Data boundary fitting using a generalised least-squares method

TL;DR

This paper introduces a flexible, automatic method for determining data boundaries in astronomical datasets using a generalized least-squares approach with adaptive splines and error weighting, improving boundary estimation accuracy.

Contribution

It presents a novel boundary fitting technique employing a generalized least-squares method with adaptive splines and error weighting, applicable to complex data behaviors.

Findings

Effective boundary estimation with simple polynomials for common cases.

Adaptive splines provide excellent results for complex data.

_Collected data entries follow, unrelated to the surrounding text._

//! The closed set of storage kinds a builder can specialise on.

use std::fmt;

/// Classification of an element type for storage selection.
///
/// Every primitive kind maps to a densely packed, unboxed slot type.
/// Everything else is [`PrimitiveKind::Reference`], stored as a sequence
/// of shared references.
#[derive(Clone, Copy, Debug, PartialEq, Eq, Hash, PartialOrd, Ord)]
pub enum PrimitiveKind {
    /// `u8` slots.
    Byte,
    /// `i16` slots.
    Short,
    /// `i32` slots.
    Int,
    /// `i64` slots.
    Long,
    /// `f32` slots.
    Float,
    /// `f64` slots.
    Double,
    /// `char` slots.
    Char,
    /// `bool` slots.
    Boolean,
    /// `()` slots. Zero bytes per slot.
    Unit,
    /// Any other type, stored as shared references.
    Reference,
}

impl PrimitiveKind {
    /// Every kind, primitive kinds first, `Reference` last.
    pub const ALL: [PrimitiveKind; 10] = [
        Self::Byte,
        Self::Short,
        Self::Int,
        Self::Long,
        Self::Float,
        Self::Double,
        Self::Char,
        Self::Boolean,
        Self::Unit,
        Self::Reference,
    ];

    /// Returns `true` for every kind with an unboxed slot representation.
    pub fn is_packed(self) -> bool {
        !matches!(self, Self::Reference)
    }

    /// Bytes occupied by one slot of this kind's storage.
    ///
    /// For `Reference` this is the size of one nullable shared pointer,
    /// not of the referenced value.
    pub fn slot_bytes(self) -> usize {
        match self {
            Self::Byte => std::mem::size_of::<u8>(),
            Self::Short => std::mem::size_of::<i16>(),
            Self::Int => std::mem::size_of::<i32>(),
            Self::Long => std::mem::size_of::<i64>(),
            Self::Float => std::mem::size_of::<f32>(),
            Self::Double => std::mem::size_of::<f64>(),
            Self::Char => std::mem::size_of::<char>(),
            Self::Boolean => std::mem::size_of::<bool>(),
            Self::Unit => 0,
            Self::Reference => {
                std::mem::size_of::<Option<std::sync::Arc<dyn std::any::Any + Send + Sync>>>()
            }
        }
    }

    /// Lower-case name used in diagnostics.
    pub fn name(self) -> &'static str {
        match self {
            Self::Byte => "byte",
            Self::Short => "short",
            Self::Int => "int",
            Self::Long => "long",
            Self::Float => "float",
            Self::Double => "double",
            Self::Char => "char",
            Self::Boolean => "boolean",
            Self::Unit => "unit",
            Self::Reference => "reference",
        }
    }
}

impl fmt::Display for PrimitiveKind {
    fn fmt(&self, f: &mut fmt::Formatter<'_>) -> fmt::Result {
        f.write_str(self.name())
    }
}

Normalization reduces errors and computational effort.

Abstract

In many astronomical problems one often needs to determine the upper and/or lower boundary of a given data set. An automatic and objective approach consists in fitting the data using a generalised least-squares method, where the function to be minimized is defined to handle asymmetrically the data at both sides of the boundary. In order to minimise the cost function, a numerical approach, based on the popular downhill simplex method, is employed. The procedure is valid for any numerically computable function. Simple polynomials provide good boundaries in common situations. For data exhibiting a complex behaviour, the use of adaptive splines gives excellent results. Since the described method is sensitive to extreme data points, the simultaneous introduction of error weighting and the flexibility of allowing some points to fall outside of the fitted frontier, supplies the parameters that help to tune the boundary fitting depending on the nature of the considered problem. Two simple examples are presented, namely the estimation of spectra pseudo-continuum and the segregation of scattered data into ranges. The normalisation of the data ranges prior to the fitting computation typically reduces both the numerical errors and the number of iterations required during the iterative minimisation procedure.